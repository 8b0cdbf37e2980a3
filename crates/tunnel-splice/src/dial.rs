// Copyright 2024-2026 Farlight Networks, LLC
//
// Licensed under the Apache License, Version 2.0 (the "License");
// you may not use this file except in compliance with the License.
// You may obtain a copy of the License at
//
//     http://www.apache.org/licenses/LICENSE-2.0
//
// Unless required by applicable law or agreed to in writing, software
// distributed under the License is distributed on an "AS IS" BASIS,
// WITHOUT WARRANTIES OR CONDITIONS OF ANY KIND, either express or implied.
// See the License for the specific language governing permissions and
// limitations under the License.

//! Per-session dial request hand-off.
//!
//! Each session exposes one outbound queue of [`DialRequest`]s consumed by
//! the peer's long poll. The queue holds a single slot, so a dispatcher
//! suspends until the previous request has been drained; that back-pressure
//! is deliberate and keeps the broker honest about slow peers. Requests are
//! delivered in FIFO order and never after the session is cancelled.

use crate::Error;
use tokio::sync::mpsc;
use tokio_util::sync::CancellationToken;
use tracing::debug;
use tunnel_splice_wire::DialRequest;

/// Creates the queue/watch pair for one session.
pub(crate) fn dial_channel(done: CancellationToken) -> (DialQueue, DialWatch) {
    let (tx, rx) = mpsc::channel(1);
    (
        DialQueue {
            tx,
            done: done.clone(),
        },
        DialWatch { rx, done },
    )
}

/// Sending side of a session's dial queue.
#[derive(Debug, Clone)]
pub(crate) struct DialQueue {
    tx: mpsc::Sender<DialRequest>,
    done: CancellationToken,
}

impl DialQueue {
    /// Hands one request to the session's long poll.
    ///
    /// Suspends until the slot is free; fails with [`Error::Cancelled`]
    /// without blocking once the session is done.
    pub(crate) async fn dispatch(&self, request: DialRequest) -> Result<(), Error> {
        tokio::select! {
            biased;
            () = self.done.cancelled() => Err(Error::Cancelled),
            permit = self.tx.reserve() => match permit {
                Ok(permit) => {
                    debug!(conn = %request.conn_id, "dial request queued");
                    permit.send(request);
                    Ok(())
                }
                Err(_) => Err(Error::Cancelled),
            },
        }
    }
}

/// Receiving side of a session's dial queue; backend of the peer's
/// dial-watching long poll.
#[derive(Debug)]
pub struct DialWatch {
    rx: mpsc::Receiver<DialRequest>,
    done: CancellationToken,
}

impl DialWatch {
    /// Waits for the next dial request.
    ///
    /// Returns `None` once the session is cancelled, even if a request was
    /// still sitting in the queue.
    pub async fn next(&mut self) -> Option<DialRequest> {
        tokio::select! {
            biased;
            () = self.done.cancelled() => None,
            request = self.rx.recv() => request,
        }
    }
}

#[cfg(test)]
mod tests {
    use super::*;
    use std::time::Duration;
    use tunnel_splice_wire::ConnId;

    fn request(byte: u8) -> DialRequest {
        DialRequest::new(
            ConnId::new(vec![byte]),
            Duration::ZERO,
            Duration::from_secs(1),
        )
    }

    #[tokio::test]
    async fn requests_arrive_in_dispatch_order() {
        let done = CancellationToken::new();
        let (queue, mut watch) = dial_channel(done);

        let producer = tokio::spawn(async move {
            for byte in 1..=4u8 {
                queue.dispatch(request(byte)).await.expect("dispatch");
            }
        });

        for byte in 1..=4u8 {
            let got = watch.next().await.expect("should deliver");
            assert_eq!(got.conn_id, ConnId::new(vec![byte]));
        }
        producer.await.expect("producer");
    }

    #[tokio::test]
    async fn dispatch_backpressures_until_drained() {
        let done = CancellationToken::new();
        let (queue, mut watch) = dial_channel(done);

        // First request takes the only slot.
        queue.dispatch(request(1)).await.expect("dispatch");

        // Second dispatch cannot complete until the watcher drains.
        let pending = tokio::time::timeout(Duration::from_millis(50), queue.dispatch(request(2)));
        assert!(pending.await.is_err(), "second dispatch should suspend");

        assert_eq!(
            watch.next().await.expect("delivered").conn_id,
            ConnId::new(vec![1])
        );
        queue.dispatch(request(2)).await.expect("dispatch");
        assert_eq!(
            watch.next().await.expect("delivered").conn_id,
            ConnId::new(vec![2])
        );
    }

    #[tokio::test]
    async fn dispatch_fails_fast_on_cancelled_session() {
        let done = CancellationToken::new();
        let (queue, _watch) = dial_channel(done.clone());

        // Fill the slot so a naive dispatch would suspend forever.
        queue.dispatch(request(1)).await.expect("dispatch");
        done.cancel();

        assert!(matches!(queue.dispatch(request(2)).await, Err(Error::Cancelled)));
    }

    #[tokio::test]
    async fn nothing_is_delivered_after_cancel() {
        let done = CancellationToken::new();
        let (queue, mut watch) = dial_channel(done.clone());

        queue.dispatch(request(1)).await.expect("dispatch");
        done.cancel();

        assert!(watch.next().await.is_none());
        assert!(watch.next().await.is_none());
    }
}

_Required action_
Transcribe the entire listing. Leave every word as it is.

_Completed task_
repository 8b0cdbf37e2980a3
filename crates/tunnel-splice/src/dial.rs
// Copyright 2024-2026 Farlight Networks, LLC
//
// Licensed under the Apache License, Version 2.0 (the "License");
// you may not use this file except in compliance with the License.
// You may obtain a copy of the License at
//
//     http://www.apache.org/licenses/LICENSE-2.0
//
// Unless required by applicable law or agreed to in writing, software
// distributed under the License is distributed on an "AS IS" BASIS,
// WITHOUT WARRANTIES OR CONDITIONS OF ANY KIND, either express or implied.
// See the License for the specific language governing permissions and
// limitations under the License.

//! Per-session dial request hand-off.
//!
//! Each session exposes one outbound queue of [`DialRequest`]s consumed by
//! the peer's long poll. The queue holds a single slot, so a dispatcher
//! suspends until the previous request has been drained; that back-pressure
//! is deliberate and keeps the broker honest about slow peers. Requests are
//! delivered in FIFO order and never after the session is cancelled.

use crate::Error;
use tokio::sync::mpsc;
use tokio_util::sync::CancellationToken;
use tracing::debug;
use tunnel_splice_wire::DialRequest;

/// Creates the queue/watch pair for one session.
pub(crate) fn dial_channel(done: CancellationToken) -> (DialQueue, DialWatch) {
    let (tx, rx) = mpsc::channel(1);
    (
        DialQueue {
            tx,
            done: done.clone(),
        },
        DialWatch { rx, done },
    )
}

/// Sending side of a session's dial queue.
#[derive(Debug, Clone)]
pub(crate) struct DialQueue {
    tx: mpsc::Sender<DialRequest>,
    done: CancellationToken,
}

impl DialQueue {
    /// Hands one request to the session's long poll.
    ///
    /// Suspends until the slot is free; fails with [`Error::Cancelled`]
    /// without blocking once the session is done.
    pub(crate) async fn dispatch(&self, request: DialRequest) -> Result<(), Error> {
        tokio::select! {
            biased;
            () = self.done.cancelled() => Err(Error::Cancelled),
            permit = self.tx.reserve() => match permit {
                Ok(permit) => {
                    debug!(conn = %request.conn_id, "dial request queued");
                    permit.send(request);
                    Ok(())
                }
                Err(_) => Err(Error::Cancelled),
            },
        }
    }
}

/// Receiving side of a session's dial queue; backend of the peer's
/// dial-watching long poll.
#[derive(Debug)]
pub struct DialWatch {
    rx: mpsc::Receiver<DialRequest>,
    done: CancellationToken,
}

impl DialWatch {
    /// Waits for the next dial request.
    ///
    /// Returns `None` once the session is cancelled, even if a request was
    /// still sitting in the queue.
    pub async fn next(&mut self) -> Option<DialRequest> {
        tokio::select! {
            biased;
            () = self.done.cancelled() => None,
            request = self.rx.recv() => request,
        }
    }
}

#[cfg(test)]
mod tests {
    use super::*;
    use std::time::Duration;
    use tunnel_splice_wire::ConnId;

    fn request(byte: u8) -> DialRequest {
        DialRequest::new(
            ConnId::new(vec![byte]),
            Duration::ZERO,
            Duration::from_secs(1),
        )
    }

    #[tokio::test]
    async fn requests_arrive_in_dispatch_order() {
        let done = CancellationToken::new();
        let (queue, mut watch) = dial_channel(done);

        let producer = tokio::spawn(async move {
            for byte in 1..=4u8 {
                queue.dispatch(request(byte)).await.expect("dispatch");
            }
        });

        for byte in 1..=4u8 {
            let got = watch.next().await.expect("should deliver");
            assert_eq!(got.conn_id, ConnId::new(vec![byte]));
        }
        producer.await.expect("producer");
    }

    #[tokio::test]
    async fn dispatch_backpressures_until_drained() {
        let done = CancellationToken::new();
        let (queue, mut watch) = dial_channel(done);

        // First request takes the only slot.
        queue.dispatch(request(1)).await.expect("dispatch");

        // Second dispatch cannot complete until the watcher drains.
        let pending = tokio::time::timeout(Duration::from_millis(50), queue.dispatch(request(2)));
        assert!(pending.await.is_err(), "second dispatch should suspend");

        assert_eq!(
            watch.next().await.expect("delivered").conn_id,
            ConnId::new(vec![1])
        );
        queue.dispatch(request(2)).await.expect("dispatch");
        assert_eq!(
            watch.next().await.expect("delivered").conn_id,
            ConnId::new(vec![2])
        );
    }

    #[tokio::test]
    async fn dispatch_fails_fast_on_cancelled_session() {
        let done = CancellationToken::new();
        let (queue, _watch) = dial_channel(done.clone());

        // Fill the slot so a naive dispatch would suspend forever.
        queue.dispatch(request(1)).await.expect("dispatch");
        done.cancel();

        assert!(matches!(queue.dispatch(request(2)).await, Err(Error::Cancelled)));
    }

    #[tokio::test]
    async fn nothing_is_delivered_after_cancel() {
        let done = CancellationToken::new();
        let (queue, mut watch) = dial_channel(done.clone());

        queue.dispatch(request(1)).await.expect("dispatch");
        done.cancel();

        assert!(watch.next().await.is_none());
        assert!(watch.next().await.is_none());
    }
}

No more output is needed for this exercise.